As far as the HD showing 93 gigs, gigabytes by hard drive manufacturers are defined in round 10s. So Seagate would show 100 gigs as 100,000,000,000 bytes. But to get the actual reported size (which is done all in powers of 2), you divide that by the actual amount a gigabyte is, 1,073,741,824, which equals 93.1325746........

One kilobyte = 1,024 bytes = 2^10
One megabyte = 1,048,576 bytes = 2^20
One gigabyte = 1,073,741,824 bytes = 2^30
One terabyte = 1,099,511,627,776 bytes = 2^40
One petabyte = 1,125,899,906,842,624 bytes = 2^50

Hard drive manufacturers make it easier for the layman to understand by defining gigabytes as an easy to understand, round, 100,000,000,000 bytes, which is really what 93.1325746... gigabytes is.

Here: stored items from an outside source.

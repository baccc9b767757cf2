//! Raw form input and its validation.
//!
//! Forms arrive with every field optional so that a missing required field
//! becomes a field-level message instead of a deserialisation failure.
//! Choices, dates, references and amounts arrive as raw [`Input`] and are
//! parsed here for the same reason. Text is trimmed before any check.

use std::{str::FromStr, sync::LazyLock};

use chrono::NaiveDate;
use regex::Regex;
use rust_decimal::Decimal;
use serde::Deserialize;

use crate::{
  error::ValidationErrors,
  household::{
    HouseholdFields, HousingCondition, HousingType, NewHousehold, WaterSource,
  },
  ident::{EntityKind, MAX_IDENTIFIER_LEN},
  resident::{CivilStatus, EmploymentStatus, Gender, NewResident, ResidentFields},
};

const REQUIRED: &str = "This field is required.";
const INVALID_CHOICE: &str = "Select a valid choice.";
const INVALID_REFERENCE: &str =
  "Select a valid choice. That choice is not one of the available choices.";
const INVALID_DATE: &str = "Enter a valid date.";
const INVALID_NUMBER: &str = "Enter a number.";

static PHONE_RE: LazyLock<Regex> =
  LazyLock::new(|| Regex::new(r"^\+?1?\d{9,15}$").expect("valid phone regex"));

static EMAIL_RE: LazyLock<Regex> = LazyLock::new(|| {
  Regex::new(r"^[^@\s]+@[^@\s]+\.[^@\s.]+$").expect("valid email regex")
});

// ─── Raw input ───────────────────────────────────────────────────────────────

/// A submitted scalar, kept as-is until validation.
#[derive(Debug, Clone, PartialEq, Deserialize)]
#[serde(untagged)]
pub enum Input {
  Text(String),
  Int(i64),
  Float(f64),
  Bool(bool),
}

impl Input {
  fn into_text(self) -> String {
    match self {
      Self::Text(s) => s.trim().to_owned(),
      Self::Int(n) => n.to_string(),
      Self::Float(n) => n.to_string(),
      Self::Bool(b) => b.to_string(),
    }
  }

  fn is_blank(&self) -> bool { matches!(self, Self::Text(s) if s.trim().is_empty()) }
}

impl From<&str> for Input {
  fn from(value: &str) -> Self { Self::Text(value.to_owned()) }
}

impl From<i64> for Input {
  fn from(value: i64) -> Self { Self::Int(value) }
}

// ─── Field helpers ───────────────────────────────────────────────────────────

struct Checker {
  errors: ValidationErrors,
}

impl Checker {
  fn new() -> Self { Self { errors: ValidationErrors::new() } }

  /// Trim, then enforce `max` characters.
  fn text(&mut self, field: &str, value: String, max: usize) -> String {
    let value = value.trim().to_owned();
    let len = value.chars().count();
    if len > max {
      self.errors.add(
        field,
        format!("Ensure this value has at most {max} characters (it has {len})."),
      );
    }
    value
  }

  fn required_text(&mut self, field: &str, value: String, max: usize) -> String {
    let value = self.text(field, value, max);
    if value.is_empty() {
      self.errors.add(field, REQUIRED);
    }
    value
  }

  /// Parse a non-blank input; blank means absent. An unparseable value is
  /// reported under `field` with `message`.
  fn parsed<T>(
    &mut self,
    field: &str,
    value: Option<Input>,
    message: &str,
    parse: impl FnOnce(&str) -> Option<T>,
  ) -> Option<T> {
    let text = value.filter(|v| !v.is_blank())?.into_text();
    let parsed = parse(&text);
    if parsed.is_none() {
      self.errors.add(field, message);
    }
    parsed
  }

  /// Report a missing value unless `parsed` already reported a bad one.
  fn present<T>(&mut self, field: &str, value: Option<T>) -> Option<T> {
    if value.is_none() && !self.errors.contains(field) {
      self.errors.add(field, REQUIRED);
    }
    value
  }

  fn choice<T: FromStr>(&mut self, field: &str, value: Option<Input>) -> Option<T> {
    self.parsed(field, value, INVALID_CHOICE, |s| s.parse().ok())
  }

  fn required_choice<T: FromStr>(&mut self, field: &str, value: Option<Input>) -> Option<T> {
    let choice = self.choice(field, value);
    self.present(field, choice)
  }

  fn required_date(&mut self, field: &str, value: Option<Input>) -> Option<NaiveDate> {
    let date = self.parsed(field, value, INVALID_DATE, |s| {
      NaiveDate::parse_from_str(s, "%Y-%m-%d").ok()
    });
    self.present(field, date)
  }

  /// A primary key chosen from a list.
  fn reference(&mut self, field: &str, value: Option<Input>) -> Option<i64> {
    self.parsed(field, value, INVALID_REFERENCE, |s| s.parse().ok())
  }

  fn decimal(&mut self, field: &str, value: Option<Input>) -> Option<Decimal> {
    self.parsed(field, value, INVALID_NUMBER, |s| Decimal::from_str(s).ok())
  }

  fn identifier(&mut self, field: &str, kind: EntityKind, value: Option<String>) -> Option<String> {
    let value = value.map(|v| v.trim().to_owned()).filter(|v| !v.is_empty())?;
    let len = value.chars().count();
    if len > MAX_IDENTIFIER_LEN {
      self.errors.add(
        field,
        format!("Ensure this value has at most {MAX_IDENTIFIER_LEN} characters (it has {len})."),
      );
    } else if !kind.is_well_formed(&value) {
      self.errors.add(
        field,
        format!("Identifier must look like {}.", kind.format(1)),
      );
    }
    Some(value)
  }
}

// ─── Resident form ───────────────────────────────────────────────────────────

/// Resident form as submitted for create and edit.
///
/// `resident_id` is honoured on create only; an edit never changes the
/// stored identifier.
#[derive(Debug, Clone, Default, Deserialize)]
#[serde(default)]
pub struct ResidentForm {
  pub resident_id:          Option<String>,
  pub first_name:           String,
  pub middle_name:          String,
  pub last_name:            String,
  pub suffix:               String,
  pub date_of_birth:        Option<Input>,
  pub gender:               Option<Input>,
  pub civil_status:         Option<Input>,
  pub phone_number:         String,
  pub email:                String,
  pub purok:                String,
  pub street:               String,
  pub household:            Option<Input>,
  pub relationship_to_head: String,
  pub is_pwd:               bool,
  pub is_senior:            bool,
  pub is_4ps:               bool,
  pub employment_status:    Option<Input>,
  pub occupation:           String,
  pub notes:                String,
}

impl ResidentForm {
  /// Validate the editable fields.
  pub fn validate(self) -> Result<ResidentFields, ValidationErrors> {
    self.check().1
  }

  /// Validate for creation, including an optional caller-supplied
  /// identifier.
  pub fn into_new(self, created_by: Option<i64>) -> Result<NewResident, ValidationErrors> {
    let (resident_id, fields) = self.check();
    let fields = fields?;
    Ok(NewResident { resident_id, fields, created_by })
  }

  fn check(self) -> (Option<String>, Result<ResidentFields, ValidationErrors>) {
    let mut c = Checker::new();

    let resident_id = c.identifier("resident_id", EntityKind::Resident, self.resident_id);

    let first_name  = c.required_text("first_name", self.first_name, 100);
    let middle_name = c.text("middle_name", self.middle_name, 100);
    let last_name   = c.required_text("last_name", self.last_name, 100);
    let suffix      = c.text("suffix", self.suffix, 10);
    let date_of_birth = c.required_date("date_of_birth", self.date_of_birth);
    let gender: Option<Gender> = c.required_choice("gender", self.gender);
    let civil_status: Option<CivilStatus> = c.required_choice("civil_status", self.civil_status);

    let phone_number = c.text("phone_number", self.phone_number, 17);
    if !phone_number.is_empty() && !PHONE_RE.is_match(&phone_number) {
      c.errors.add("phone_number", "Phone number must be 9-15 digits. Can start with +");
    }

    let email = c.text("email", self.email, 254);
    if !email.is_empty() && !EMAIL_RE.is_match(&email) {
      c.errors.add("email", "Enter a valid email address.");
    }

    let purok  = c.required_text("purok", self.purok, 50);
    let street = c.required_text("street", self.street, 200);
    let household = c.reference("household", self.household);
    let relationship_to_head = c.text("relationship_to_head", self.relationship_to_head, 50);
    let employment_status: Option<EmploymentStatus> =
      c.choice("employment_status", self.employment_status);
    let occupation = c.text("occupation", self.occupation, 100);
    let notes = self.notes.trim().to_owned();

    let fields = match (date_of_birth, gender, civil_status) {
      (Some(date_of_birth), Some(gender), Some(civil_status)) if c.errors.is_empty() => {
        Ok(ResidentFields {
          first_name,
          middle_name,
          last_name,
          suffix,
          date_of_birth,
          gender,
          civil_status,
          phone_number,
          email,
          purok,
          street,
          household,
          relationship_to_head,
          is_pwd: self.is_pwd,
          is_senior: self.is_senior,
          is_4ps: self.is_4ps,
          employment_status,
          occupation,
          notes,
        })
      }
      _ => Err(c.errors),
    };

    (resident_id, fields)
  }
}

// ─── Household form ──────────────────────────────────────────────────────────

fn default_true() -> bool { true }

#[derive(Debug, Clone, Deserialize)]
pub struct HouseholdForm {
  #[serde(default)]
  pub household_id:      Option<String>,
  #[serde(default)]
  pub household_head:    Option<Input>,
  #[serde(default)]
  pub street:            String,
  #[serde(default)]
  pub purok:             String,
  #[serde(default)]
  pub housing_type:      Option<Input>,
  #[serde(default)]
  pub housing_condition: Option<Input>,
  #[serde(default = "default_true")]
  pub has_electricity:   bool,
  #[serde(default = "default_true")]
  pub has_water:         bool,
  #[serde(default)]
  pub water_source:      Option<Input>,
  #[serde(default)]
  pub monthly_income:    Option<Input>,
  #[serde(default)]
  pub notes:             String,
}

impl Default for HouseholdForm {
  fn default() -> Self {
    Self {
      household_id:      None,
      household_head:    None,
      street:            String::new(),
      purok:             String::new(),
      housing_type:      None,
      housing_condition: None,
      has_electricity:   true,
      has_water:         true,
      water_source:      None,
      monthly_income:    None,
      notes:             String::new(),
    }
  }
}

/// Income is stored with at most 10 digits, 2 of them after the point.
const INCOME_MAX_DIGITS: usize = 10;
const INCOME_DECIMAL_PLACES: u32 = 2;

fn check_income(c: &mut Checker, income: Option<Input>) -> Option<Decimal> {
  let value = c.decimal("monthly_income", income)?.normalize();
  if value.scale() > INCOME_DECIMAL_PLACES {
    c.errors.add(
      "monthly_income",
      format!("Ensure that there are no more than {INCOME_DECIMAL_PLACES} decimal places."),
    );
  }
  let whole = value.trunc().abs().to_string();
  let whole_digits = whole.trim_start_matches('0').len();
  let max_whole = INCOME_MAX_DIGITS - INCOME_DECIMAL_PLACES as usize;
  if whole_digits > max_whole {
    c.errors.add(
      "monthly_income",
      format!("Ensure that there are no more than {max_whole} digits before the decimal point."),
    );
  }
  Some(value)
}

impl HouseholdForm {
  pub fn validate(self) -> Result<HouseholdFields, ValidationErrors> {
    self.check().1
  }

  pub fn into_new(self, created_by: Option<i64>) -> Result<NewHousehold, ValidationErrors> {
    let (household_id, fields) = self.check();
    let fields = fields?;
    Ok(NewHousehold { household_id, fields, created_by })
  }

  fn check(self) -> (Option<String>, Result<HouseholdFields, ValidationErrors>) {
    let mut c = Checker::new();

    let household_id = c.identifier("household_id", EntityKind::Household, self.household_id);
    let street = c.required_text("street", self.street, 200);
    let purok = c.required_text("purok", self.purok, 50);
    let household_head = c.reference("household_head", self.household_head);
    let housing_type: Option<HousingType> = c.required_choice("housing_type", self.housing_type);
    let housing_condition: Option<HousingCondition> =
      c.required_choice("housing_condition", self.housing_condition);
    let water_source: Option<WaterSource> = c.choice("water_source", self.water_source);
    let monthly_income = check_income(&mut c, self.monthly_income);

    let fields = match (housing_type, housing_condition) {
      (Some(housing_type), Some(housing_condition)) if c.errors.is_empty() => {
        Ok(HouseholdFields {
          household_head,
          street,
          purok,
          housing_type,
          housing_condition,
          has_electricity: self.has_electricity,
          has_water: self.has_water,
          water_source,
          monthly_income,
          notes: self.notes.trim().to_owned(),
        })
      }
      _ => Err(c.errors),
    };

    (household_id, fields)
  }
}

// ─── Household member form ───────────────────────────────────────────────────

/// Adds an existing resident to a household.
#[derive(Debug, Clone, Default, Deserialize)]
#[serde(default)]
pub struct MemberForm {
  pub resident:             Option<Input>,
  pub relationship_to_head: String,
}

I'm wondering if I made it more clear...

Now as far as the memory usage, that is not normal, and you may want to check your running processes and check your OS for malicious software. If you suspect you may have malicious software, follow my prework link, and post a thread with the results in the Hijackthis! Logs section of the forum.

Hope any of that helps!
ok hard drive i can stop worrying about thanks....now i ran my safety software and nothing found what m i looking for in the running processes also would buying this software help uniblue speed up my pc help, thanks



Last edited by moosc; 06-28-2007 at 10:40 PM.